E' la pena inflitta in primo grado a Sergio Pollicita, che potrebbe presto dimettersi. L'accusa è abuso d'ufficio: sua la determina con la quale è stata concessa a un privato un'area pubblica in piazza Kalsa. Il M5S chiede la testa del dirigente

Il b&b oggetto del contendere

Condannato ad un anno per abuso d’ufficio. E' la pena inflitta in primo grado al capo di gabinetto del Comune, Sergio Pollicita, che sarebbe pronto a dimettersi. La vicenda risale al 2014, quando Pollicita era capo area del settore Valorizzazione risorse patrimoniali. Nel mirino dei giudici è finita una determina dirigenziale con la era stato concesso ad un privato un’area pari a 68 metri quadrati in piazza Kalsa senza la necessaria autorizzazione della Soprintendenza ai Beni culturali e senza il parere obbligatorio del settore Centro storico. Pollicita avrebbe sottoscritto per conto del Comune appena una settimana dopo il relativo contratto di concessione.

Ad avanzare la richiesta di rinvio a giudizio nei confronti del dirigente, difeso dall’avvocato Giovanni Rizzuti, era stato il sostituto procuratore Luca Battinieri che aveva ravvisato la violazione del dovere di imparzialità e buon andamento come previsto dall’articolo 97 della Costituzione, di altre prescrizioni contenute nel decreto legislativo 42/2004 (noto anche come il Codice dei beni culturali e del paesaggio) e  nel Regolamento comunale sulla gestione dei beni immobili di proprietà comunale adottato nel 2008. Così facendo, sostiene l’accusa, Pollicita avrebbe “procurato intenzionalmente un ingiusto vantaggio patrimoniale” a Rosalia Lo Bianco, proprietaria di un immobile al Foro Italico e trasformato nel “B&B Cleopatra”.

Dopo gli accertamenti richiesti dal pm sono state accertate alcune anomalie relative alla realizzazione di lavori sprovvisti di atti autorizzativi, come l’installazione di un gazebo in ferro o l’occupazione di un’area trasformata in giardino che - secondo quanto segnalato all’amministrazione dall’architetto Paolo Porretto, ex dirigente a tempo determinato del Comune - era di proprietà pubblica.

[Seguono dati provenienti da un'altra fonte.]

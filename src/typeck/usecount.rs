//! Use-count annotation (§4.1 "Use counting"): after a `let` body is fully
//! typed, count how many times its bound variable is referenced so the
//! simplifier (§4.3) can later decide whether to inline it.

use std::collections::HashMap;
use crate::types::term::{Term, TermKind, VarId};

/// Count the occurrences of `var` as a [`TermKind::Var`] anywhere in `term`,
/// not descending into a nested `Lambda`/`Closure` body — a reference from
/// inside a closure is a capture, not a direct use, and must not be inlined
/// across the lambda boundary (that would change which environment the
/// reference closes over).
#[must_use] pub fn count_uses(term: &Term, var: VarId) -> u32 {
  let mut count = 0;
  count_uses_rec(term, var, &mut count);
  count
}

fn count_uses_rec(term: &Term, var: VarId, count: &mut u32) {
  match &term.desc {
    TermKind::Var(v) => if *v == var { *count += 1 },
    TermKind::Const(_) => {}
    TermKind::Let { e1, e2, .. } => { count_uses_rec(e1, var, count); count_uses_rec(e2, var, count); }
    TermKind::Seq(a, b) | TermKind::If(a, b, _) => {
      count_uses_rec(a, var, count);
      count_uses_rec(b, var, count);
      if let TermKind::If(_, _, c) = &term.desc { count_uses_rec(c, var, count); }
    }
    TermKind::Lambda { .. } | TermKind::Closure { .. } => {}
    TermKind::Apply(_, args) | TermKind::Call(_, args) => for a in args.iter() { count_uses_rec(a, var, count); },
    TermKind::MatchOption { scrutinee, none_case, some_case, .. } => {
      count_uses_rec(scrutinee, var, count);
      count_uses_rec(none_case, var, count);
      count_uses_rec(some_case, var, count);
    }
    TermKind::MatchNat { scrutinee, plus_case, minus_case, .. } => {
      count_uses_rec(scrutinee, var, count);
      count_uses_rec(plus_case, var, count);
      count_uses_rec(minus_case, var, count);
    }
    TermKind::MatchList { scrutinee, nil_case, cons_case, .. } => {
      count_uses_rec(scrutinee, var, count);
      count_uses_rec(nil_case, var, count);
      count_uses_rec(cons_case, var, count);
    }
    TermKind::MatchVariant { scrutinee, cases } => {
      count_uses_rec(scrutinee, var, count);
      for c in cases.iter() { count_uses_rec(&c.body, var, count); }
    }
    TermKind::Loop { init, body, .. } | TermKind::LoopLeft { init, body, .. } => {
      count_uses_rec(init, var, count);
      count_uses_rec(body, var, count);
    }
    TermKind::Fold { collection, init, body, .. } | TermKind::MapFold { collection, init, body, .. } => {
      count_uses_rec(collection, var, count);
      count_uses_rec(init, var, count);
      count_uses_rec(body, var, count);
    }
    TermKind::Map { collection, body, .. } => {
      count_uses_rec(collection, var, count);
      count_uses_rec(body, var, count);
    }
    TermKind::RecordConstruct(_, fields) => for (_, v) in fields.iter() { count_uses_rec(v, var, count); },
    TermKind::Tuple(elems) => for v in elems.iter() { count_uses_rec(v, var, count); },
    TermKind::MakeVariant(_, _, v) => count_uses_rec(v, var, count),
    TermKind::Pair(a, b) => { count_uses_rec(a, var, count); count_uses_rec(b, var, count); }
    TermKind::Inject { value, .. } => count_uses_rec(value, var, count),
    TermKind::MatchOr { scrutinee, left_case, right_case, .. } => {
      count_uses_rec(scrutinee, var, count);
      count_uses_rec(left_case, var, count);
      count_uses_rec(right_case, var, count);
    }
    TermKind::Exec(f, a) => { count_uses_rec(f, var, count); count_uses_rec(a, var, count); }
    TermKind::Project(t, _) => count_uses_rec(t, var, count),
    TermKind::SetField(t, _, v) => { count_uses_rec(t, var, count); count_uses_rec(v, var, count); }
    TermKind::Transfer { dest, amount, arg } => {
      count_uses_rec(dest, var, count);
      count_uses_rec(amount, var, count);
      count_uses_rec(arg, var, count);
    }
    TermKind::Failwith(e) | TermKind::CreateContract(e) |
    TermKind::ContractAt(e, _) | TermKind::Unpack(e, _) => count_uses_rec(e, var, count),
  }
}

/// Build a fresh count for every `let`-bound variable in `term`, keyed by
/// [`VarId`]. Used by tests and by the simplifier's dead-binding pass to
/// double check a count without re-threading it through every constructor.
#[must_use] pub fn all_use_counts(term: &Term) -> HashMap<VarId, u32> {
  let mut map = HashMap::new();
  collect_lets(term, &mut map);
  map
}

fn collect_lets(term: &Term, map: &mut HashMap<VarId, u32>) {
  if let TermKind::Let { var, e2, .. } = &term.desc {
    map.insert(*var, count_uses(e2, *var));
  }
  walk_children(term, &mut |t| collect_lets(t, map));
}

fn walk_children(term: &Term, f: &mut impl FnMut(&Term)) {
  match &term.desc {
    TermKind::Var(_) | TermKind::Const(_) | TermKind::Lambda { .. } => {}
    TermKind::Let { e1, e2, .. } => { f(e1); f(e2); }
    TermKind::Seq(a, b) => { f(a); f(b); }
    TermKind::If(a, b, c) => { f(a); f(b); f(c); }
    TermKind::Closure { lifted, .. } => f(lifted),
    TermKind::Apply(_, args) | TermKind::Call(_, args) => for a in args.iter() { f(a); },
    TermKind::MatchOption { scrutinee, none_case, some_case, .. } => { f(scrutinee); f(none_case); f(some_case); }
    TermKind::MatchNat { scrutinee, plus_case, minus_case, .. } => { f(scrutinee); f(plus_case); f(minus_case); }
    TermKind::MatchList { scrutinee, nil_case, cons_case, .. } => { f(scrutinee); f(nil_case); f(cons_case); }
    TermKind::MatchVariant { scrutinee, cases } => { f(scrutinee); for c in cases.iter() { f(&c.body); } }
    TermKind::Loop { init, body, .. } | TermKind::LoopLeft { init, body, .. } => { f(init); f(body); }
    TermKind::Fold { collection, init, body, .. } | TermKind::MapFold { collection, init, body, .. } => {
      f(collection); f(init); f(body);
    }
    TermKind::Map { collection, body, .. } => { f(collection); f(body); }
    TermKind::RecordConstruct(_, fields) => for (_, v) in fields.iter() { f(v); },
    TermKind::Tuple(elems) => for v in elems.iter() { f(v); },
    TermKind::MakeVariant(_, _, v) => f(v),
    TermKind::Pair(a, b) => { f(a); f(b); }
    TermKind::Inject { value, .. } => f(value),
    TermKind::MatchOr { scrutinee, left_case, right_case, .. } => { f(scrutinee); f(left_case); f(right_case); }
    TermKind::Exec(fun, a) => { f(fun); f(a); }
    TermKind::Project(t, _) => f(t),
    TermKind::SetField(t, _, v) => { f(t); f(v); }
    TermKind::Transfer { dest, amount, arg } => { f(dest); f(amount); f(arg); }
    TermKind::Failwith(e) | TermKind::CreateContract(e) |
    TermKind::ContractAt(e, _) | TermKind::Unpack(e, _) => f(e),
  }
}

#[cfg(test)]
mod tests {
  use super::*;
  use crate::loc::FileSpan;
  use crate::types::konst::Const;
  use crate::types::term::TermNode;
  use crate::types::ty::TyKind;

  fn var(v: VarId, ty: crate::types::ty::Ty) -> Term {
    TermNode::new(TermKind::Var(v), ty, FileSpan::dummy())
  }

  #[test]
  fn counts_direct_uses_but_not_inside_nested_lambda() {
    let x = VarId(0);
    let body = TermNode::new(
      TermKind::Seq(var(x, TyKind::int()), {
        let lam_body = var(x, TyKind::int());
        TermNode::new(TermKind::Lambda { params: Box::new([VarId(1)]), body: lam_body }, TyKind::int(), FileSpan::dummy())
      }),
      TyKind::int(), FileSpan::dummy());
    // one direct use, one hidden inside the lambda that must not count
    assert_eq!(count_uses(&body, x), 1);
  }

  #[test]
  fn zero_uses_for_unreferenced_var() {
    let unused = VarId(7);
    let lit = TermNode::new(TermKind::Const(Const::Unit), TyKind::unit(), FileSpan::dummy());
    assert_eq!(count_uses(&lit, unused), 0);
  }
}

Nel corso del procedimento sono stati ascoltati anche gli architetti Silvana Lo Giudice e Valeria Brunazzi, entrambe della Soprintendenza, che hanno dichiarato che l’immobile del Foro Italico va considerato bene di prominente interesse pubblico con valenza storica e artistica e che, ricadendo in centro storico, è garantito da ulteriori tutele.

Già a seguito dei primi carteggi, prima che la vicenda sfociasse nel processo, il settore Città storica del Comune aveva invitato nel 2012 la signora Lo Bianco a demolire un muretto con tanto di recinzione e ripristinare i luoghi entro 30 giorni. Quasi otto mesi dopo gli stessi uffici, non ottenendo risultati, hanno emesso un’ordinanza di demolizione - da eseguire entro 90 giorni - delle opere realizzate nell’area inglobata dalla proprietaria dell’immobile. Ma sembrerebbe ad oggi che tale demolizione non sia ancora stata eseguita. Appresa la notizia i consiglieri comunali del Movimento 5 Stelle hanno chiesto “l’immediata sostituzione del capo gabinetto del Comune di Palermo in applicazione del decreto legislativo in tema di incarichi pubblici”.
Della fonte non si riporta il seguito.